I don't think so. IA is a valuable resource for the Wayback Machine and other endeavors which are far more seated in fair use or preservation. Choosing to sacrifice the rest of IA for a grandiose or idealized vision of how the world should work is a betrayal of those who donate to IA in hopes of funding the much more tangible goal. If he wanted to take the stance he took, he should have spun the library component out of IA and served it as a separate legal entity to take on that risk.
Maybe the community trust in IA has been misplaced. The mission on their website clearly says they want to serve "All Knowledge" but I'm not alone in thinking it would be best for them to narrow their scope to just internet-related things, and specifically, things that aren't served by other archive or library sources.
IA is currently used to host and distribute large quantities of software, games, and other media in a quasi-legal mindset that is truly not something that is easily justified. Is having every Xbox 360 ISO publicly available for download on IA really serving the same mission as archiving all of the random blogs people have written on the internet? Is serving in-copyright published books?
I think the problem is that IA has multiple missions that all compete, and broadly, people assumed that they would act in a way that wouldn't jeopardize the rest of the archive.
> Choosing to sacrifice the rest of IA for a grandiose or idealized vision of how the world should work is a betrayal of those who donate to IA in hopes of funding the much more tangible goal. If he wanted to take the stance he took, he should have spun the library component out of IA and served it as a separate legal entity to take on that risk.
Hard agree, and this is how I've felt since they started this whole boondoggle.
> Maybe the community trust in IA has been misplaced. The mission on their website clearly says they want to serve "All Knowledge" but I'm not alone in thinking it would be best for them to narrow their scope to just internet-related things, and specifically, things that aren't served by other archive or library sources.
I'm a librarian/archivist and my very first career goal back in the 90s was to work for the IA - digital preservation is why I went into the field. They've essentially torched my opinion of them by doing this, and I was one of their biggest supporters/proponents. Even my most charitable readings of their actions lead me to think that either their egos got in the way (because oh goodness did they ever get accolades within the profession and librarianship/archivism has a severe problem with not thought out armchair activism) or they're just idiots when it comes to tactics and strategy. Either of which suggest to me that they are thoroughly unsuited to run an archive of any importance.
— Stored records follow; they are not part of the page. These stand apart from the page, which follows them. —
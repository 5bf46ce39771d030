//! Provider plugin processes
//!
//! A [`Plugin`] owns one child process serving a package's resource types. The
//! executable is located by naming convention, launched with piped output, and
//! asked for its address through a one-line handshake on stdout:
//!
//! ```text
//! 1|tcp|127.0.0.1:50123|grpc
//! ```
//!
//! After the handshake the remaining stdout and all stderr output is forwarded
//! into `tracing` so the pipes never fill up.

use crate::config::HostConfig;
use crate::error::{LumiplugError, Result};
use crate::tokens::Package;
use std::net::SocketAddr;
use std::path::{Path, PathBuf};
use std::process::Stdio;
use tokio::io::{AsyncBufRead, AsyncBufReadExt, BufReader, Lines};
use tokio::process::{Child, Command};
use tokio::sync::Mutex;
use tokio::time;
use tonic::transport::{Channel, Endpoint};

/// Handshake protocol version plugins must announce
pub const PROTOCOL_VERSION: u32 = 1;

/// A running provider plugin and the channel connected to it
pub struct Plugin {
    package: Package,
    path: PathBuf,
    addr: SocketAddr,
    channel: Channel,
    child: Mutex<Option<Child>>,
}

impl std::fmt::Debug for Plugin {
    fn fmt(&self, f: &mut std::fmt::Formatter<'_>) -> std::fmt::Result {
        f.debug_struct("Plugin")
            .field("package", &self.package)
            .field("path", &self.path)
            .field("addr", &self.addr)
            .finish()
    }
}

impl Plugin {
    /// Executable name for a package, e.g. `lumi-resource-aws`
    pub fn executable_name(config: &HostConfig, package: &Package) -> String {
        format!("{}-{}", config.provider_prefix, package.flattened())
    }

    /// Every path that is tried for a package, in order
    pub fn candidates(config: &HostConfig, package: &Package) -> Vec<PathBuf> {
        let name = Self::executable_name(config, package);
        config
            .search_path
            .iter()
            .map(|dir| dir.join(&name))
            .chain(std::iter::once(
                config.package_dir(package.as_str()).join(&name),
            ))
            .collect()
    }

    /// Resolves the executable for a package
    pub fn find(config: &HostConfig, package: &Package) -> Result<PathBuf> {
        let candidates = Self::candidates(config, package);
        if let Some(found) = candidates.iter().find(|path| is_executable(path)) {
            return Ok(found.clone());
        }
        Err(LumiplugError::PluginNotFound {
            package: package.clone(),
            searched: candidates
                .iter()
                .map(|path| path.display().to_string())
                .collect(),
        })
    }

    /// Finds, spawns and connects to the plugin for `package`
    ///
    /// Either a fully connected plugin is returned or the child is killed and
    /// an error is returned.
    pub async fn launch(config: &HostConfig, package: &Package) -> Result<Self> {
        assert!(
            !package.as_str().is_empty(),
            "plugin package must not be empty"
        );

        let path = Self::find(config, package)?;
        tracing::info!(package = %package, path = %path.display(), "Launching provider plugin");

        let mut child = Command::new(&path)
            .stdin(Stdio::null())
            .stdout(Stdio::piped())
            .stderr(Stdio::piped())
            .kill_on_drop(true)
            .spawn()
            .map_err(|e| start_error(package, format!("spawn {}: {}", path.display(), e)))?;

        let (stdout, stderr) = match (child.stdout.take(), child.stderr.take()) {
            (Some(stdout), Some(stderr)) => (stdout, stderr),
            _ => {
                abort(&mut child, package).await;
                return Err(start_error(package, "plugin output was not captured"));
            }
        };

        let mut stdout = BufReader::new(stdout).lines();
        let addr = match read_handshake(&mut stdout, config).await {
            Ok(addr) => addr,
            Err(message) => {
                abort(&mut child, package).await;
                return Err(start_error(package, message));
            }
        };

        forward_output(package.clone(), "stdout", stdout);
        forward_output(package.clone(), "stderr", BufReader::new(stderr).lines());

        let channel = match connect(addr, config).await {
            Ok(channel) => channel,
            Err(message) => {
                abort(&mut child, package).await;
                return Err(start_error(package, message));
            }
        };

        tracing::info!(package = %package, addr = %addr, pid = ?child.id(), "Provider plugin ready");

        Ok(Self {
            package: package.clone(),
            path,
            addr,
            channel,
            child: Mutex::new(Some(child)),
        })
    }

    pub fn package(&self) -> &Package {
        &self.package
    }

    pub fn path(&self) -> &Path {
        &self.path
    }

    pub fn addr(&self) -> SocketAddr {
        self.addr
    }

    /// The channel to the plugin; clones share one connection
    pub fn channel(&self) -> Channel {
        self.channel.clone()
    }

    /// Kills the child process and reaps it
    ///
    /// Calling this more than once, or after the process has exited on its
    /// own, is fine.
    pub async fn close(&self) -> Result<()> {
        let Some(mut child) = self.child.lock().await.take() else {
            return Ok(());
        };

        match child.try_wait() {
            Ok(Some(status)) => {
                tracing::info!(package = %self.package, %status, "Provider plugin had already exited");
                return Ok(());
            }
            Ok(None) => {}
            Err(e) => {
                tracing::warn!(package = %self.package, error = %e, "Could not poll provider plugin");
            }
        }

        if let Err(e) = child.kill().await {
            tracing::warn!(package = %self.package, error = %e, "Failed to kill provider plugin");
        } else {
            tracing::info!(package = %self.package, "Provider plugin closed");
        }
        Ok(())
    }
}

fn start_error(package: &Package, message: impl Into<String>) -> LumiplugError {
    LumiplugError::PluginStart {
        package: package.clone(),
        message: message.into(),
    }
}

async fn abort(child: &mut Child, package: &Package) {
    if let Err(e) = child.kill().await {
        tracing::warn!(package = %package, error = %e, "Failed to kill provider plugin");
    }
}

async fn read_handshake<R>(
    lines: &mut Lines<R>,
    config: &HostConfig,
) -> std::result::Result<SocketAddr, String>
where
    R: AsyncBufRead + Unpin,
{
    match time::timeout(config.handshake_timeout, lines.next_line()).await {
        Err(_) => Err(format!(
            "no handshake within {:?}",
            config.handshake_timeout
        )),
        Ok(Err(e)) => Err(format!("reading handshake: {}", e)),
        Ok(Ok(None)) => Err("plugin exited before the handshake".to_string()),
        Ok(Ok(Some(line))) => parse_handshake(&line),
    }
}

/// Parses `<version>|tcp|<host:port>|grpc`
pub fn parse_handshake(line: &str) -> std::result::Result<SocketAddr, String> {
    let parts: Vec<&str> = line.trim().split('|').collect();
    let [version, network, addr, protocol] = parts.as_slice() else {
        return Err(format!("malformed handshake '{}'", line.trim()));
    };

    if version.parse::<u32>().ok() != Some(PROTOCOL_VERSION) {
        return Err(format!(
            "unsupported protocol version '{}', expected {}",
            version, PROTOCOL_VERSION
        ));
    }
    if *network != "tcp" {
        return Err(format!("unsupported network '{}'", network));
    }
    if *protocol != "grpc" {
        return Err(format!("unsupported protocol '{}'", protocol));
    }
    addr.parse()
        .map_err(|e| format!("invalid address '{}': {}", addr, e))
}

async fn connect(addr: SocketAddr, config: &HostConfig) -> std::result::Result<Channel, String> {
    let endpoint = Endpoint::from_shared(format!("http://{}", addr))
        .map_err(|e| format!("invalid endpoint {}: {}", addr, e))?
        .connect_timeout(config.connect_timeout);
    endpoint
        .connect()
        .await
        .map_err(|e| format!("connecting to {}: {}", addr, e))
}

fn forward_output<R>(package: Package, stream: &'static str, mut lines: Lines<R>)
where
    R: AsyncBufRead + Unpin + Send + 'static,
{
    tokio::spawn(async move {
        while let Ok(Some(line)) = lines.next_line().await {
            tracing::debug!(target: "lumiplug::plugin", package = %package, stream, "{}", line);
        }
    });
}

#[cfg(unix)]
fn is_executable(path: &Path) -> bool {
    use std::os::unix::fs::PermissionsExt;
    std::fs::metadata(path)
        .map(|meta| meta.is_file() && meta.permissions().mode() & 0o111 != 0)
        .unwrap_or(false)
}

#[cfg(not(unix))]
fn is_executable(path: &Path) -> bool {
    path.is_file()
}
You're angry that IA is not run by rational pragmatists, but you don't seem to appreciate that projects like these never are. Some people live by idealism and die by idealism. I get that from the outside it looks pointless to set a valuable project on fire like this. Like you I don't want AI to self-immolate. But it's not a betrayal of any kind. The assumptions you made about IA were wrong and you were wrong to project assumptions of pragmatism on an organization that fundamentally isn't.
Your disgust is misplaced. Your disgust should be reserved for those who exploit and hurt others. Not for idealists who fight against impossible odds. Especially when the cause (challenging how copyright law works) is one you support.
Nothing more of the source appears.